Egirio, en esa tierra, fue la personificación del crimen. La historia de tales aldeas no presenta otra figura más odiosa. Egirio fue la enorme vaca andrógina, hecho para desconcertar por igual todos los cálculos de la zoología y todos los postulados de la ética. Perteneció a ese grupo reducido de seres, nacidos para hacer enrojecer la historia.
En la escala teratológica, Egirio no perteneció a los felinos, ni a los carniceros, ni a los grandes y terribles destructores, cuyas siluetas hacen una sombra de pavor en la historia y en las selvas. Perteneció a los rastreros, a los silenciosos, a los vertebrados inferiores: es de la raza de los vipéridos. No busquéis en él ninguna forma de fuerza que no sea la de la astucia, ninguna grandeza que no sea la del mal. No esperéis verlo saltar en plena luz meridiana, sobre el campo del peligro y devorar la presa, no, la luz hubiera vencido aquel anfibio extraño que buscaba la sombra violácea de las aguas fétidas de los pantanos: mitad hiena mitad boa; esperadlo en la noche, en el silencio, a la hora de devorar los cadáveres, veréis entonces su silueta pávida entre el festín.

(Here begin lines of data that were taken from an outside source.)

//! Kafka-backed command log (`kafka` feature).
//!
//! # Invariants
//! - Offsets are committed manually and synchronously; auto-commit is off.
//! - A group without committed offsets starts from the earliest record.
//! - Topics are created compacted with unlimited retention when missing.

use super::log::{CommandLog, LogError, LogReader, LogRecord, LogResult, RecordPosition};
use async_trait::async_trait;
use log::{info, warn};
use rdkafka::admin::{AdminClient, AdminOptions, NewTopic, TopicReplication};
use rdkafka::client::DefaultClientContext;
use rdkafka::config::ClientConfig;
use rdkafka::consumer::{CommitMode, Consumer, StreamConsumer};
use rdkafka::error::KafkaError;
use rdkafka::producer::{FutureProducer, FutureRecord, Producer};
use rdkafka::types::RDKafkaErrorCode;
use rdkafka::util::Timeout;
use rdkafka::{Message, Offset, TopicPartitionList};
use std::time::Duration;
use tokio::sync::watch;

const SEND_TIMEOUT: Duration = Duration::from_secs(30);
const FLUSH_TIMEOUT: Duration = Duration::from_secs(10);

const TOPIC_CONFIG: [(&str, &str); 6] = [
    ("retention.ms", "-1"),
    ("retention.bytes", "-1"),
    ("cleanup.policy", "compact"),
    ("delete.retention.ms", "86400000"),
    ("segment.ms", "604800000"),
    ("min.cleanable.dirty.ratio", "0.1"),
];

impl From<KafkaError> for LogError {
    fn from(value: KafkaError) -> Self {
        Self::Backend(value.to_string())
    }
}

/// Command log talking to a Kafka cluster.
pub struct KafkaCommandLog {
    bootstrap_url: String,
    producer: FutureProducer,
    closed: watch::Sender<bool>,
}

impl KafkaCommandLog {
    /// Connects a producer and makes sure every topic in `topics` exists.
    pub async fn connect(bootstrap_url: &str, topics: &[&str]) -> LogResult<Self> {
        let producer: FutureProducer = ClientConfig::new()
            .set("bootstrap.servers", bootstrap_url)
            .set("message.timeout.ms", "30000")
            .create()?;
        let (closed, _) = watch::channel(false);
        let log = Self {
            bootstrap_url: bootstrap_url.to_string(),
            producer,
            closed,
        };
        for topic in topics {
            if let Err(err) = log.ensure_topic(topic).await {
                // Brokers with auto-creation still work without the explicit config.
                warn!(
                    "event=topic_init module=source status=error topic={} error={}",
                    topic, err
                );
            }
        }
        Ok(log)
    }

    async fn ensure_topic(&self, topic: &str) -> LogResult<()> {
        let admin: AdminClient<DefaultClientContext> = ClientConfig::new()
            .set("bootstrap.servers", &self.bootstrap_url)
            .create()?;
        let new_topic = TOPIC_CONFIG
            .iter()
            .fold(
                NewTopic::new(topic, 1, TopicReplication::Fixed(1)),
                |new_topic, (key, value)| new_topic.set(key, value),
            );
        let results = admin
            .create_topics([&new_topic], &AdminOptions::new())
            .await?;
        for result in results {
            match result {
                Ok(created) => info!(
                    "event=topic_init module=source status=ok topic={} created=true",
                    created
                ),
                Err((_, RDKafkaErrorCode::TopicAlreadyExists)) => {}
                Err((name, code)) => {
                    return Err(LogError::Backend(format!(
                        "unable to create topic `{name}`: {code}"
                    )))
                }
            }
        }
        Ok(())
    }
}

#[async_trait]
impl CommandLog for KafkaCommandLog {
    async fn append(&self, topic: &str, key: &[u8], value: &[u8]) -> LogResult<RecordPosition> {
        if *self.closed.borrow() {
            return Err(LogError::Closed);
        }
        let record = FutureRecord::to(topic).key(key).payload(value);
        let delivery = self
            .producer
            .send(record, Timeout::After(SEND_TIMEOUT))
            .await
            .map_err(|(err, _)| LogError::from(err))?;
        Ok(RecordPosition {
            partition: delivery.partition,
            offset: delivery.offset,
        })
    }

    async fn subscribe(&self, group_id: &str, topic: &str) -> LogResult<Box<dyn LogReader>> {
        let consumer: StreamConsumer = ClientConfig::new()
            .set("bootstrap.servers", &self.bootstrap_url)
            .set("group.id", group_id)
            .set("enable.auto.commit", "false")
            .set("auto.offset.reset", "earliest")
            .create()?;
        consumer.subscribe(&[topic])?;
        info!(
            "event=log_subscribe module=source status=ok backend=kafka topic={} group={}",
            topic, group_id
        );
        Ok(Box::new(KafkaLogReader {
            consumer,
            closed: self.closed.subscribe(),
        }))
    }

    async fn close(&self) -> LogResult<()> {
        self.closed.send_replace(true);
        self.producer.flush(Timeout::After(FLUSH_TIMEOUT))?;
        Ok(())
    }
}

struct KafkaLogReader {
    consumer: StreamConsumer,
    closed: watch::Receiver<bool>,
}

#[async_trait]
impl LogReader for KafkaLogReader {
    async fn fetch(&mut self) -> LogResult<Option<LogRecord>> {
        if *self.closed.borrow() {
            return Ok(None);
        }
        tokio::select! {
            _ = self.closed.wait_for(|closed| *closed) => Ok(None),
            message = self.consumer.recv() => {
                let message = message?;
                Ok(Some(LogRecord {
                    topic: message.topic().to_string(),
                    partition: message.partition(),
                    offset: message.offset(),
                    key: message.key().map(<[u8]>::to_vec).unwrap_or_default(),
                    value: message.payload().map(<[u8]>::to_vec).unwrap_or_default(),
                }))
            }
        }
    }

    async fn commit(&mut self, record: &LogRecord) -> LogResult<()> {
        let mut positions = TopicPartitionList::new();
        positions.add_partition_offset(
            &record.topic,
            record.partition,
            Offset::Offset(record.offset + 1),
        )?;
        self.consumer.commit(&positions, CommitMode::Sync)?;
        Ok(())
    }
}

¿A qué escala zoológica, a qué sexo perteneció este ser colocado por la naturaleza fuera de ella y al cual se olvidó de clasificar? Asqueroso embrión, indefinido y repugnante ¿Cómo pudo ser colocado por el destino en el camino de los grandes hombres para destruirlos? Larvado, informe, con todas las apariencias de un fenómeno inservible y repugnante. ¿Por qué extraño misterio de la vida, algo así tan infinitesimal fue tan siniestramente fatal? Su pequeñez no tuvo matices, como la de ciertos insectos, que algunos llegan hasta ser luminosos. Fue de un negro monótono de sangre y de cloaca, difícil de distinguir del lodo que lo creó. ¿Cómo en ese átomo de anfibio pudo caber todo el abismo del mal? Vedlo a la luz crepuscular y oblicua con sus ojos llenos de diabolismo, deslizarse por el matorral del crimen, arrastrando las patas traseras, con un movimiento de hiena en las ancas escurridas. ¿Cómo pudo arrastrar en pos de sí una espada, este hombre que ignoró siempre donde quedaban los prados rojos, los ríos de fuego y las cimas incendiadas de la epopeya?
Sólo hay una cosa que Egirio ignoró tanto como el honor y la virtud. El día que hubiese de levantar una estatua a la cobardía, Egirio daría el modelo más perfecto de ella. El miedo, he ahí su musa. Fue el miedo que dio a esta liebre infecta la talla enorme de un monstruo. ¿No veis cómo le crecieron las garras bajo las pezuñas? Su enorme asnalidad se hizo trágica, como si leviatán, ebrio de sangre, se hubiera encarnado bajo la piel de aquel jumento enfurecido. ¿Por qué su acefalía absoluta no avanzó un grado más y lo hizo completamente idiota? Tal vez se hubiera salvado de quedar incluido en los recuerdos amargos de la historia.